I then moved to Trainline where I had growth targets and used more growth hacking methods to test and learn. We used the data available to identify the problems we wanted to solve and the opportunities to go after. This helped us make a few hypotheses and test how far we could go with these new approaches.
As the Head of Marketing at Wombat, I worked across the web and app. Although I don’t have a huge fintech background, I got the chance to be part of the team creating a solution for people who want to supercharge their savings but are less financially savvy.
The start of a new adventure
I recently joined the Growth lab team at Google. Simply put, my role will be responsible for helping to grow the various areas of Google in collaboration with a cross-functional team. I use experimentation, test, and learn techniques to reiterate and win/fail fast. I can’t reveal too much (mostly because I am that new!) but it’s an exciting time to start!

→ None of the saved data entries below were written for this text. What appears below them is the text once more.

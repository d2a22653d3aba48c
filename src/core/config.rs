use crate::core::breaker::CircuitBreaker;
use crate::core::cache::RateCache;
use crate::core::fallback::{DEFAULT_HUB, FallbackGraph, RateTable, default_rate_table};
use crate::providers::util::RetryPolicy;
use anyhow::{Context, Result};
use directories::ProjectDirs;
use serde::{Deserialize, Serialize};
use std::time::Duration;
use std::{fs, path::PathBuf};
use tracing::debug;

#[derive(Debug, Deserialize, Serialize, Clone, PartialEq)]
#[serde(default)]
pub struct ProviderConfig {
    pub base_url: String,
    pub api_version: String,
    /// Environment variable holding the API credential
    pub api_key_env: String,
    pub timeout_secs: u64,
    pub max_attempts: u32,
    pub initial_backoff_ms: u64,
}

impl Default for ProviderConfig {
    fn default() -> Self {
        ProviderConfig {
            base_url: "https://v6.exchangerate-api.com".to_string(),
            api_version: "v6".to_string(),
            api_key_env: "EXCHANGE_RATES_API_KEY".to_string(),
            timeout_secs: 10,
            max_attempts: 3,
            initial_backoff_ms: 1000,
        }
    }
}

impl ProviderConfig {
    pub fn timeout(&self) -> Duration {
        Duration::from_secs(self.timeout_secs)
    }

    pub fn retry_policy(&self) -> RetryPolicy {
        RetryPolicy {
            max_attempts: self.max_attempts,
            initial_backoff: Duration::from_millis(self.initial_backoff_ms),
        }
    }
}

#[derive(Debug, Deserialize, Serialize, Clone, PartialEq)]
#[serde(default)]
pub struct CacheConfig {
    pub confirmed_ttl_secs: u64,
    pub degraded_ttl_secs: u64,
}

impl Default for CacheConfig {
    fn default() -> Self {
        CacheConfig {
            confirmed_ttl_secs: 300,
            degraded_ttl_secs: 30,
        }
    }
}

impl CacheConfig {
    pub fn build(&self) -> RateCache {
        RateCache::new(
            Duration::from_secs(self.confirmed_ttl_secs),
            Duration::from_secs(self.degraded_ttl_secs),
        )
    }
}

#[derive(Debug, Deserialize, Serialize, Clone, PartialEq)]
#[serde(default)]
pub struct BreakerConfig {
    pub failure_threshold: u32,
    pub cooldown_secs: u64,
}

impl Default for BreakerConfig {
    fn default() -> Self {
        BreakerConfig {
            failure_threshold: 3,
            cooldown_secs: 60,
        }
    }
}

impl BreakerConfig {
    pub fn build(&self) -> CircuitBreaker {
        CircuitBreaker::new(
            self.failure_threshold,
            Duration::from_secs(self.cooldown_secs),
        )
    }
}

#[derive(Debug, Deserialize, Serialize, Clone, PartialEq)]
#[serde(default)]
pub struct FallbackConfig {
    pub hub: String,
    /// Replaces the built-in table when present
    pub rates: Option<RateTable>,
}

impl Default for FallbackConfig {
    fn default() -> Self {
        FallbackConfig {
            hub: DEFAULT_HUB.to_string(),
            rates: None,
        }
    }
}

impl FallbackConfig {
    pub fn build(&self) -> Result<FallbackGraph> {
        let rates = self.rates.clone().unwrap_or_else(default_rate_table);
        FallbackGraph::new(&self.hub, rates).context("Invalid fallback rate table")
    }
}

#[derive(Debug, Deserialize, Serialize, Clone, Default, PartialEq)]
#[serde(default)]
pub struct AppConfig {
    pub provider: ProviderConfig,
    pub cache: CacheConfig,
    pub breaker: BreakerConfig,
    pub fallback: FallbackConfig,
}

impl AppConfig {
    /// Loads the default config file, or built-in defaults if there is none.
    pub fn load() -> Result<Self> {
        debug!("Loading default config");
        let config_path = Self::default_config_path()?;
        if !config_path.exists() {
            debug!("No config at {}, using defaults", config_path.display());
            return Ok(Self::default());
        }
        Self::load_from_path(&config_path)
    }

    pub fn default_config_path() -> Result<PathBuf> {
        let proj_dirs = ProjectDirs::from("dev", "fxrate", "fxrate")
            .context("Could not determine project directories")?;
        Ok(proj_dirs.config_dir().join("config.yaml"))
    }

    pub fn load_from_path<P: AsRef<std::path::Path>>(path: P) -> Result<Self> {
        let config_str = fs::read_to_string(path.as_ref())
            .with_context(|| format!("Failed to read config file: {}", path.as_ref().display()))?;

        Self::from_yaml(&config_str)
            .with_context(|| format!("Failed to parse config file: {}", path.as_ref().display()))
    }

    pub fn from_yaml(yaml: &str) -> Result<Self> {
        // An empty document deserializes to null
        let config = serde_yaml::from_str::<Option<Self>>(yaml)?.unwrap_or_default();
        debug!("Successfully loaded config");
        Ok(config)
    }
}

#[cfg(test)]
mod tests {
    use super::*;
    use crate::core::currency::{Provenance, RateKey};

    #[test]
    fn test_defaults() {
        let config = AppConfig::default();
        assert_eq!(config.provider.api_key_env, "EXCHANGE_RATES_API_KEY");
        assert_eq!(config.provider.timeout(), Duration::from_secs(10));
        assert_eq!(config.provider.retry_policy(), RetryPolicy::default());
        assert_eq!(
            config.cache.degraded_ttl_secs * 10,
            config.cache.confirmed_ttl_secs
        );
        assert_eq!(config.breaker.failure_threshold, 3);
        assert_eq!(config.breaker.cooldown_secs, 60);
        assert_eq!(config.fallback.hub, "USD");
    }

    #[test]
    fn test_empty_config_uses_defaults() {
        assert_eq!(AppConfig::from_yaml("").unwrap(), AppConfig::default());
        assert_eq!(AppConfig::from_yaml("---\n").unwrap(), AppConfig::default());
    }

    #[test]
    fn test_config_deserialization() {
        let yaml_str = r#"
provider:
  base_url: "http://localhost:9999"
  api_key_env: "MY_RATES_KEY"
  max_attempts: 5
cache:
  confirmed_ttl_secs: 600
breaker:
  cooldown_secs: 120
fallback:
  hub: EUR
  rates:
    EUR:
      USD: 1.1
      GBP: 0.86
"#;

        let config = AppConfig::from_yaml(yaml_str).expect("Failed to deserialize");
        assert_eq!(config.provider.base_url, "http://localhost:9999");
        assert_eq!(config.provider.api_key_env, "MY_RATES_KEY");
        assert_eq!(config.provider.max_attempts, 5);
        // Unset fields keep defaults
        assert_eq!(config.provider.api_version, "v6");
        assert_eq!(config.provider.timeout_secs, 10);
        assert_eq!(config.cache.confirmed_ttl_secs, 600);
        assert_eq!(config.cache.degraded_ttl_secs, 30);
        assert_eq!(config.breaker.failure_threshold, 3);
        assert_eq!(config.breaker.cooldown_secs, 120);

        let graph = config.fallback.build().unwrap();
        assert_eq!(graph.hub(), "EUR");
        assert_eq!(graph.edge("EUR", "GBP"), Some(0.86));
        assert_eq!(graph.edge("USD", "EUR"), None);
    }

    #[test]
    fn test_invalid_fallback_rate_is_rejected() {
        let yaml_str = r#"
fallback:
  rates:
    USD:
      EUR: -1.0
"#;
        let config = AppConfig::from_yaml(yaml_str).unwrap();
        let err = config.fallback.build().unwrap_err();
        assert!(err.to_string().contains("Invalid fallback rate table"));
    }

    #[tokio::test]
    async fn test_huge_cache_ttl_is_usable() {
        let config = AppConfig::from_yaml("cache:\n  confirmed_ttl_secs: 18446744073709551615\n")
            .unwrap();
        let cache = config.cache.build();
        let key = RateKey::new("USD", "EUR");

        cache.put(key.clone(), 0.9, Provenance::Confirmed).await;
        assert_eq!(cache.get(&key).await.unwrap().rate, 0.9);
    }

    #[test]
    fn test_load_from_missing_path_fails() {
        let result = AppConfig::load_from_path("/nonexistent/fxrate/config.yaml");
        assert!(result.is_err());
        assert!(
            result
                .unwrap_err()
                .to_string()
                .contains("Failed to read config file")
        );
    }
}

Helping others succeed as a motivator
What gets me out of bed in the morning is the people I work with. I really love helping others develop their careers and do work they are proud of. I get a lot of fulfillment from motivating a team and helping them achieve their goals. I am also a really curious person who loves to learn diverse things and figure out new stuff.
Best piece of advice received
When I was at Sainsbury’s, I was lucky to have some awesome managers who helped me get to where I am today. One piece of advice that sticks out to me is understanding the value of having a purpose, values, and being authentically yourself as opposed to trying to please other people. Understanding my values and following them has been super important for me.
As I’m sure most of us do, I suffer with the dreaded ‘Imposter Syndrome’, based on the advice I’ve received throughout my career I have worked hard to make sure I am not putting a ceiling on myself and taking leaps into roles that take me out of my comfort zone, I am not entirely confident in or haven’t tried before. I might not have 100% experience but by taking that step I’m stretching myself and opening up a world of opportunity – I encourage others to do the same.
Enabling collaboration between product and marketing
There are 3 key things that you want to look at:
1. Data for informed decisions
To get buy-in from both sides, benchmark where you are and measure the progress you are making. To do this, you need data. Without the facts, you cannot make informed decisions.
It could be the open rate on an email, the click-through rate, website traffic, etc. This is all bringing product and marketing together. The journey of building up the data infrastructure is a continuous one (in my experience) whether you’re a small startup or a well-established FTSE100.
2. High-value actions
Instead of just looking at the end goals, try to first understand the common things that make your customers pick you. At Wombat, a person depositing for the first time is a great early indication of long-term retention.
3. The marketing stack
When it’s time for action, we need to connect our data with the marketing stack. At Wombat we used Iterable to deliver personalized messaging, Mixpanel to gain valuable customers’ insights, and Appsflyer for attribution and analytics. But I’ve previously used Braze, Adobe, and Mailchimp.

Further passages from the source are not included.